---------- EXERCISE INPUT

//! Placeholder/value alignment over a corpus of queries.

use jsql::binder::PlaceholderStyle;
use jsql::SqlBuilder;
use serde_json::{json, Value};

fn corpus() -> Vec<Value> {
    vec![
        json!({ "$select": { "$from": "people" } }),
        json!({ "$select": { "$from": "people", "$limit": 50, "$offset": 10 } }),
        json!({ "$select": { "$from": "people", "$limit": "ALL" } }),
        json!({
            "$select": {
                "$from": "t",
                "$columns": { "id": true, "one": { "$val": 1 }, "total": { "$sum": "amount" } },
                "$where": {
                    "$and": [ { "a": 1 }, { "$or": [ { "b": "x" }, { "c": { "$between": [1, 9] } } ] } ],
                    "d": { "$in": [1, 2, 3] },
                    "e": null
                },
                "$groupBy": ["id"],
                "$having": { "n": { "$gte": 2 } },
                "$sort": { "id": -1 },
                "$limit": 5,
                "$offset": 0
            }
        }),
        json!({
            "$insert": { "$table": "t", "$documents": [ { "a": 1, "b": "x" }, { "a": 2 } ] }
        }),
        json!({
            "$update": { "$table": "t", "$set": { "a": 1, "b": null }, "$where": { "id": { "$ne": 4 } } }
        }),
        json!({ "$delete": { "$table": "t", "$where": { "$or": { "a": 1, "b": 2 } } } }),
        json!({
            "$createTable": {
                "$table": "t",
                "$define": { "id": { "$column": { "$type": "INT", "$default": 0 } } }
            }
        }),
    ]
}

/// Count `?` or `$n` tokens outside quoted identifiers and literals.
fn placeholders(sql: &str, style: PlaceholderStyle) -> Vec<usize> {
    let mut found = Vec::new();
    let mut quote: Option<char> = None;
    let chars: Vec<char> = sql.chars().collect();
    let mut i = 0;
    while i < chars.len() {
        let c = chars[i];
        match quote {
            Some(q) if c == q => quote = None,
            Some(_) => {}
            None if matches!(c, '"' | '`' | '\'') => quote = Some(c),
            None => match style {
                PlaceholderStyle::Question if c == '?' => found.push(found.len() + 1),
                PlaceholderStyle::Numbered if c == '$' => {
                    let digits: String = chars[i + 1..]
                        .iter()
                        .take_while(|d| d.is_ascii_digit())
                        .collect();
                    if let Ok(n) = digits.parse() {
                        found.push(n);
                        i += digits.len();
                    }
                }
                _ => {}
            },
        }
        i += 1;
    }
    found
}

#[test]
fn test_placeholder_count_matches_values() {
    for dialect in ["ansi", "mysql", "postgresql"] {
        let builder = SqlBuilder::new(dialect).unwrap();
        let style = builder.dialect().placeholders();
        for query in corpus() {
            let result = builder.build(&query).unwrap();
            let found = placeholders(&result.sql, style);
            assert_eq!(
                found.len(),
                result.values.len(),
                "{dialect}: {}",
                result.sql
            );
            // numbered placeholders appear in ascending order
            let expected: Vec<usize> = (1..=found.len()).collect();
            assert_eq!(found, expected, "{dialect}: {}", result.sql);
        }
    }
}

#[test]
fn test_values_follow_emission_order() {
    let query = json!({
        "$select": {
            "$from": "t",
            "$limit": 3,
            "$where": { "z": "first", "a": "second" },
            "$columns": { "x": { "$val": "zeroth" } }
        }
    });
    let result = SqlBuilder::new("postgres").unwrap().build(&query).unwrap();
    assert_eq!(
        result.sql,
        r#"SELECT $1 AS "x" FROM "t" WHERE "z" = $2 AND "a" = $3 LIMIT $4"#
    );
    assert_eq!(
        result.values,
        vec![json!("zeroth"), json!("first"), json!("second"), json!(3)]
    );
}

--------------------

*TASK BRIEF*: Search the listing above for the lines with "identifiers and literals." and "i += digits.len();", then output those lines and all lines between them exactly.

*FINISHED EXERCISE*:
/// Count `?` or `$n` tokens outside quoted identifiers and literals.
fn placeholders(sql: &str, style: PlaceholderStyle) -> Vec<usize> {
    let mut found = Vec::new();
    let mut quote: Option<char> = None;
    let chars: Vec<char> = sql.chars().collect();
    let mut i = 0;
    while i < chars.len() {
        let c = chars[i];
        match quote {
            Some(q) if c == q => quote = None,
            Some(_) => {}
            None if matches!(c, '"' | '`' | '\'') => quote = Some(c),
            None => match style {
                PlaceholderStyle::Question if c == '?' => found.push(found.len() + 1),
                PlaceholderStyle::Numbered if c == '$' => {
                    let digits: String = chars[i + 1..]
                        .iter()
                        .take_while(|d| d.is_ascii_digit())
                        .collect();
                    if let Ok(n) = digits.parse() {
                        found.push(n);
                        i += digits.len();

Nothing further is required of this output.